We were getting off at the same terminal, so no need for backpack violence. She was about ready to get violent with her son, though. Apparently he’d taken a pretty bad spill on his bike, and she was off to tend to him all the way in Seattle. This was not the first time she’d had to nurse him back to health. No, that had been following a surgery a few years earlier. While some may think parents appreciate being needed when their kids are long grown, she had a more relatable response.

“I just wish he’d find a partner already. I’m too old for this.”

My mom’s been gone for years, so I can’t apply this to my own life, but I can say, “Yeah, man, get a partner. Your mom has cool retired lady things to do.” The fact that I’m well into my 30s and have never had a live-in partner is immaterial. I can just guilt one of my brothers into taking care of me, which I’m sure would go well and not involve them moving to the UK afterward.

I thought about slowly backing away from a train car all the way to the UK during my first encounter on the light rail in Minnesota’s Twin Cities. A giant group of Vikings fans, a throng of purple soon to be 30% alcohol, was on its way to a Vikings preseason game. I was gobbled up by the purple beast immediately upon entering the train at the airport, where I was boarding to get to a Twins game. One older fan said, “If anyone needs more room, my lap is empty. I think you’re interested,” as he pointed to me.

As it turns out, I was not interested and suddenly relished the reassuring comfort of being digested by the purple monster. My fellow monster snacks included a woman who confided quietly to me that she knew absolutely nothing about the Vikings and only got the tickets for free. I’d keep her secret, and she could protect me from the romantic advances of elderly Vikings fans who have seen too much embarrassment on the field to feel shame.

Pro tip: Expand your chattiness to the organist at stadiums, even if you're rooting for the other team.

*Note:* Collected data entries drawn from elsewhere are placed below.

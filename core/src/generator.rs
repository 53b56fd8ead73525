//! Synthetic transaction generation.
//!
//! Draw order is column by column (every branch, then every city, ...)
//! and finally one (month, day) pair per row. Changing the order changes
//! every dataset produced from a given seed.

use crate::{
    config::AnalysisConfig,
    dataset::{RawDate, RawTable, Transaction},
    error::AnalysisResult,
    rng::StageRng,
};

pub struct TransactionGenerator<'a> {
    config: &'a AnalysisConfig,
}

impl<'a> TransactionGenerator<'a> {
    pub fn new(config: &'a AnalysisConfig) -> Self {
        Self { config }
    }

    /// Produce `n_transactions` independent records.
    pub fn generate(&self, rng: &mut StageRng) -> AnalysisResult<RawTable> {
        self.config.validate()?;
        let n = self.config.n_transactions;

        let branches = sample_column(rng, n, &self.config.branches);
        let cities = sample_column(rng, n, &self.config.cities);
        let customer_types = sample_column(rng, n, &self.config.customer_types);
        let genders = sample_column(rng, n, &self.config.genders);
        let categories = sample_column(rng, n, &self.config.product_categories);

        let price = self.config.unit_price;
        let unit_prices: Vec<f64> = (0..n)
            .map(|_| round_cents(rng.uniform(price.min, price.max)))
            .collect();

        let qty = self.config.quantity;
        let quantities: Vec<u32> = (0..n).map(|_| rng.int_inclusive(qty.min, qty.max)).collect();

        let span = self.config.dates;
        let dates: Vec<RawDate> = (0..n)
            .map(|_| {
                let month = rng.int_inclusive(span.months.min, span.months.max);
                let day = rng.int_inclusive(span.days.min, span.days.max);
                RawDate { year: span.year, month, day }
            })
            .collect();

        let rows = branches
            .into_iter()
            .zip(cities)
            .zip(customer_types)
            .zip(genders)
            .zip(categories)
            .zip(unit_prices)
            .zip(quantities)
            .zip(dates)
            .enumerate()
            .map(
                |(i, (((((((branch, city), customer_type), gender), product_category), unit_price), quantity), date))| {
                    Transaction {
                        account_id: account_id(&self.config.account_prefix, i + 1),
                        branch,
                        city,
                        customer_type,
                        gender,
                        product_category,
                        unit_price,
                        quantity,
                        date,
                    }
                },
            )
            .collect();

        log::debug!("{}: generated {n} transactions", rng.name);
        Ok(RawTable::new(rows))
    }
}

/// `ACC-0001`, `ACC-0002`, ... Sequences past 9999 simply widen.
pub fn account_id(prefix: &str, sequence: usize) -> String {
    format!("{prefix}-{sequence:04}")
}

fn sample_column(rng: &mut StageRng, n: usize, values: &[String]) -> Vec<String> {
    (0..n).map(|_| rng.pick(values).clone()).collect()
}

fn round_cents(value: f64) -> f64 {
    (value * 100.0).round() / 100.0
}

It was a rough showing for Minnesota nice, but you have to converse with a few transit frogs before you find the transit princes, like the teenager who asked if I’d just won a marathon when I got on after a 10k in St. Paul but still seemed equally impressed that I’d merely been given a medal for finishing a 10k, the helpful teenager at the Mall of America who explained the blue line to me, and the guy who immediately struck up a conversation with me after I left one of the stops and told me he didn’t think Minnesota was that friendly. People gave him weird looks when he tried to chat with them.

Seeing as he wasn’t offering his lap, I didn’t understand the aversion. He was welcome to 20 minutes of my time, and with his mischievous smile and debonair demeanor, I doubt his mom will be complaining when he’s 50 that he doesn’t have a partner.

He didn’t have to worry about me giving him a weird look, him or most friendly strangers on vacation. If you’re not creepy or you have historical facts to share, I’m entirely at your disposal. Imagine getting where you need to be promptly with an Uber when you could get 58,000 steps in a day and maybe meet a friendly stranger.